Recorded data:
════════
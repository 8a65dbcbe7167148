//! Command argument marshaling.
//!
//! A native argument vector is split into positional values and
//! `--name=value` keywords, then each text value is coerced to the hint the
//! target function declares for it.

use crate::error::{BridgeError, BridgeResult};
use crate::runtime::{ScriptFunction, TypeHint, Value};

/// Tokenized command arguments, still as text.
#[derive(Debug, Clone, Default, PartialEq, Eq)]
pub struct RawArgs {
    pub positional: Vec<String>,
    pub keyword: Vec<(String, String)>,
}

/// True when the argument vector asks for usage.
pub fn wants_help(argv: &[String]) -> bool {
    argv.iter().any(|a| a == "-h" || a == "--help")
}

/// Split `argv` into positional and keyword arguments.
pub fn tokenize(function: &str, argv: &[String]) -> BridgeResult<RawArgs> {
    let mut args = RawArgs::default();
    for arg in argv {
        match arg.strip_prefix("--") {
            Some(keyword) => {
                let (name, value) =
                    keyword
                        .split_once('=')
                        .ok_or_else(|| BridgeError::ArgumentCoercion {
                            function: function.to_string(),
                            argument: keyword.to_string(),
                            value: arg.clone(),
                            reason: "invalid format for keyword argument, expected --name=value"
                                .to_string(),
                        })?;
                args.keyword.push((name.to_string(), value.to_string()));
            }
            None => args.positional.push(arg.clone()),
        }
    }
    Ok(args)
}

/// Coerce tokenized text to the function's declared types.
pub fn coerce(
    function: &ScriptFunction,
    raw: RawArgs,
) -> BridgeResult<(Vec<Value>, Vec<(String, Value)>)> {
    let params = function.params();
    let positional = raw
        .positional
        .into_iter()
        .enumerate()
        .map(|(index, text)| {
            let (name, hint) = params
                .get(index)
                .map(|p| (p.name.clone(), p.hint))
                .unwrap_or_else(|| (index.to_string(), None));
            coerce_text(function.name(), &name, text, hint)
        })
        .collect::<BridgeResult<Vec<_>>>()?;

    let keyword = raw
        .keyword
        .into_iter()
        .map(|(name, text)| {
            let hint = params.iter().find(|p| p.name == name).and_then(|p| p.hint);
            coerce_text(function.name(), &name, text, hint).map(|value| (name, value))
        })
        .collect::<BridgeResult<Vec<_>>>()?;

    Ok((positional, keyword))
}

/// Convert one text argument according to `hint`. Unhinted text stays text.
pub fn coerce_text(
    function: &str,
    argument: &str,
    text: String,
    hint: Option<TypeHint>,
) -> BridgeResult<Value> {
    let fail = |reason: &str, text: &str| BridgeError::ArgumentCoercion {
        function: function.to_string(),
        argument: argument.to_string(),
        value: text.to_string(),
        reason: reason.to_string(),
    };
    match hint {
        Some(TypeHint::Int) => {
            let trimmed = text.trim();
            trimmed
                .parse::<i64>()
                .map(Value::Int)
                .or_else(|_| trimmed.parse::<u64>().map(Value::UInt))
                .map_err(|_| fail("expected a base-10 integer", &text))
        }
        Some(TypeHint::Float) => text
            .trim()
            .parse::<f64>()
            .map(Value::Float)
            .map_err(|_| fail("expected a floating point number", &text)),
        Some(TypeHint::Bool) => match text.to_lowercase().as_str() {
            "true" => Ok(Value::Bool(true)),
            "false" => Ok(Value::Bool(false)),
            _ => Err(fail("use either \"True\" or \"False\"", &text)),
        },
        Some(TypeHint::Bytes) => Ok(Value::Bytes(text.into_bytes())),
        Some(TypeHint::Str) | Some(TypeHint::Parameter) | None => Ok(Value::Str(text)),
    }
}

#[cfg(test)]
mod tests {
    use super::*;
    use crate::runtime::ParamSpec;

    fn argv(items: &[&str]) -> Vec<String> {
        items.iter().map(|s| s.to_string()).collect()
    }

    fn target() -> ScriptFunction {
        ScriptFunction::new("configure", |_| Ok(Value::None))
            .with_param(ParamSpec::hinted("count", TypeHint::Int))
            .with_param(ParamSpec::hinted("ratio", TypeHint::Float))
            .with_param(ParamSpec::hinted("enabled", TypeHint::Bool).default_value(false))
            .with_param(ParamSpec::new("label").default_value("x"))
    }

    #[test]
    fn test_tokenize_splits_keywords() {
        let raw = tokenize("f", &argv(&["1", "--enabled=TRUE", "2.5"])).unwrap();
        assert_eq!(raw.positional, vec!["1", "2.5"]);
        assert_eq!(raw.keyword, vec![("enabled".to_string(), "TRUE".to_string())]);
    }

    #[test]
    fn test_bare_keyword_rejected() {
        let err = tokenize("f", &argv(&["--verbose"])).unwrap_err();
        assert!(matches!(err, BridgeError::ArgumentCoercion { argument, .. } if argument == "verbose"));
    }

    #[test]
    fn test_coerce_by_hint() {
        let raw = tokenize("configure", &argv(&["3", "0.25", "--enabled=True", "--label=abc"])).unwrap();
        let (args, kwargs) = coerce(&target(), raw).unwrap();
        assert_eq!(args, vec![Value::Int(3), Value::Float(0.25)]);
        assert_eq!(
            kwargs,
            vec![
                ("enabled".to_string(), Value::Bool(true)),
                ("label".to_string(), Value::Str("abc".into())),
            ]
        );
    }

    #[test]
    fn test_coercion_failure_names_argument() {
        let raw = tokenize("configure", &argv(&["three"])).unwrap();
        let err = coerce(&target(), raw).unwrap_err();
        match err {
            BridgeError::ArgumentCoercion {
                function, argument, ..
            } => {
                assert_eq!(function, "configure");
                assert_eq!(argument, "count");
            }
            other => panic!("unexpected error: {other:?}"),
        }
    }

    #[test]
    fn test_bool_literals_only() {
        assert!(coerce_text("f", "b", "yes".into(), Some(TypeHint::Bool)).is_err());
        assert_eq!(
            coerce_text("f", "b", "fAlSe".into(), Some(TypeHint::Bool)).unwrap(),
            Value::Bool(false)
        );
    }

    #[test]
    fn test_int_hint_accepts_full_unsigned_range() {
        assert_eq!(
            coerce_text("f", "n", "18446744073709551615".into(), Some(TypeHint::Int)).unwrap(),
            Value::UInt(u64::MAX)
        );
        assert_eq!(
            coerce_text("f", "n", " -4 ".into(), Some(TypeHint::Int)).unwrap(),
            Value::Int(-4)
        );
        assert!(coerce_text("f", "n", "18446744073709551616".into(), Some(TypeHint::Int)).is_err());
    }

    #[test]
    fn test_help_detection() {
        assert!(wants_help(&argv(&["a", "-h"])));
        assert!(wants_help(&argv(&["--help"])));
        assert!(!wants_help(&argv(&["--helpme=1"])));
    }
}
════════
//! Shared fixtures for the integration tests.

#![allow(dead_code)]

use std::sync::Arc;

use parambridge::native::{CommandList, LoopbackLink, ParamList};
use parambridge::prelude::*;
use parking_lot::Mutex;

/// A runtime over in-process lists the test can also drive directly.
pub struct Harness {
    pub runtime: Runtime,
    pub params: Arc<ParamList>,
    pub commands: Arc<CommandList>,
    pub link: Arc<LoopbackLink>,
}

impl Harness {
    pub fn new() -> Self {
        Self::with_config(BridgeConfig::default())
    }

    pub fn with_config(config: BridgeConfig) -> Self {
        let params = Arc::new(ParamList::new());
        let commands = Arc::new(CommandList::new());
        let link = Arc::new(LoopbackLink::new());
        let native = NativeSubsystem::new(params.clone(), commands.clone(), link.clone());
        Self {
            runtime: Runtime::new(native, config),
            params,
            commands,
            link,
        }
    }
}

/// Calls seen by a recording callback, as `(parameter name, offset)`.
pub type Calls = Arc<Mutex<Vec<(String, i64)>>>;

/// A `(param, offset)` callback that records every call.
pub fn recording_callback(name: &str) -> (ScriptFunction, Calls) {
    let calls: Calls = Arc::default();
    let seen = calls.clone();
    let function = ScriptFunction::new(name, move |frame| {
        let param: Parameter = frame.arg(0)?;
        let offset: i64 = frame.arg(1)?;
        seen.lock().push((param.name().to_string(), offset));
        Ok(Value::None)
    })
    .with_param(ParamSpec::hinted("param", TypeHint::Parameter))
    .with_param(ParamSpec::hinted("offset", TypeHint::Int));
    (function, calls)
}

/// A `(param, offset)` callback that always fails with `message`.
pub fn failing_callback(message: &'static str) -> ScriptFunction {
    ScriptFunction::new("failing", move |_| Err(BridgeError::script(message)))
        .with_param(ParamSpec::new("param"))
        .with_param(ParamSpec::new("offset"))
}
════════
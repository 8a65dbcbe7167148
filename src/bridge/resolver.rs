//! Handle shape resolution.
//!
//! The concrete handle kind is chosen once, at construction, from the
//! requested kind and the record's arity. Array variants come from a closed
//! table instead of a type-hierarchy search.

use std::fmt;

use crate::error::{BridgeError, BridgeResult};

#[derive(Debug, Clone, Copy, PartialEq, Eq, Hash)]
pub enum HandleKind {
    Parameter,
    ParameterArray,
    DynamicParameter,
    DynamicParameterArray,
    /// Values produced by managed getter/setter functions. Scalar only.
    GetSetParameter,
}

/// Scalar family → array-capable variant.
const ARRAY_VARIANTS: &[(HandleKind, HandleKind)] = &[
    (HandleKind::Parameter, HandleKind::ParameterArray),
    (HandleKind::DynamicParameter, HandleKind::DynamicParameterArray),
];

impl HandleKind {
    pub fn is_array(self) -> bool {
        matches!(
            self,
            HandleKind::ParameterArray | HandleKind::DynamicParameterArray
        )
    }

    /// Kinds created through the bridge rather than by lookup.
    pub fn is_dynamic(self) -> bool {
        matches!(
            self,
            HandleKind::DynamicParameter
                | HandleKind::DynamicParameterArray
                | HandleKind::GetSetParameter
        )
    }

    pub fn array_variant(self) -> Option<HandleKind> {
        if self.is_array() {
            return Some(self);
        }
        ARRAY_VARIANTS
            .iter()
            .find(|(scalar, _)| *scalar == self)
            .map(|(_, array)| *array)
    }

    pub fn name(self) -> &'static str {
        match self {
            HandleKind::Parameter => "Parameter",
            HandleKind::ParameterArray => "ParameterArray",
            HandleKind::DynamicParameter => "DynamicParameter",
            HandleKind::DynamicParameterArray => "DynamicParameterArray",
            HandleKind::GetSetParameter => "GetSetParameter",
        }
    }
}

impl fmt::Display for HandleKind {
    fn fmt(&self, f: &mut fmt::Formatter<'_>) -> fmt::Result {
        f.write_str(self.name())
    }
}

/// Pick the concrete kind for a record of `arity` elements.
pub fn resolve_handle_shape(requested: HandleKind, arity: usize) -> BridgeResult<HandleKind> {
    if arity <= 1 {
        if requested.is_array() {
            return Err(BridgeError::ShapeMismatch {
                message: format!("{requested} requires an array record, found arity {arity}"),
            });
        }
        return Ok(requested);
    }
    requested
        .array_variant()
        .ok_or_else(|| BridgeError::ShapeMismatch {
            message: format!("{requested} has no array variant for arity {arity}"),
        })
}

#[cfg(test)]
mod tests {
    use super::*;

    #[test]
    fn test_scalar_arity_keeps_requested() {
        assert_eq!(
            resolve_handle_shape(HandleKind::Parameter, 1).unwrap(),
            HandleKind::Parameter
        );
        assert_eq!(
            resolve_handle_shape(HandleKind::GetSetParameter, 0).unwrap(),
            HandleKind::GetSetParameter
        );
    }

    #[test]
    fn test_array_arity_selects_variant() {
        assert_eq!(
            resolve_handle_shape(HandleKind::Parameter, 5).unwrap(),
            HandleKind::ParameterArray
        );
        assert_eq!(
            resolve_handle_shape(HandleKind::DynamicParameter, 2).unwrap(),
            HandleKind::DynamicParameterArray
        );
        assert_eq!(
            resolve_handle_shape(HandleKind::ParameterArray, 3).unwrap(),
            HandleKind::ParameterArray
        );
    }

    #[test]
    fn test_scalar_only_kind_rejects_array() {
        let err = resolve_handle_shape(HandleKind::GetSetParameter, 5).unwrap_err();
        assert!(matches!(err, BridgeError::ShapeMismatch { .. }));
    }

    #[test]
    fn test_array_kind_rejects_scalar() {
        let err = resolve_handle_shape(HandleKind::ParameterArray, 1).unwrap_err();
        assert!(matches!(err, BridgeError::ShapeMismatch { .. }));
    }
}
════════
Directions: Work out how many lines in the listing contain "move", then write down that number and nothing else.

Result for this task: 2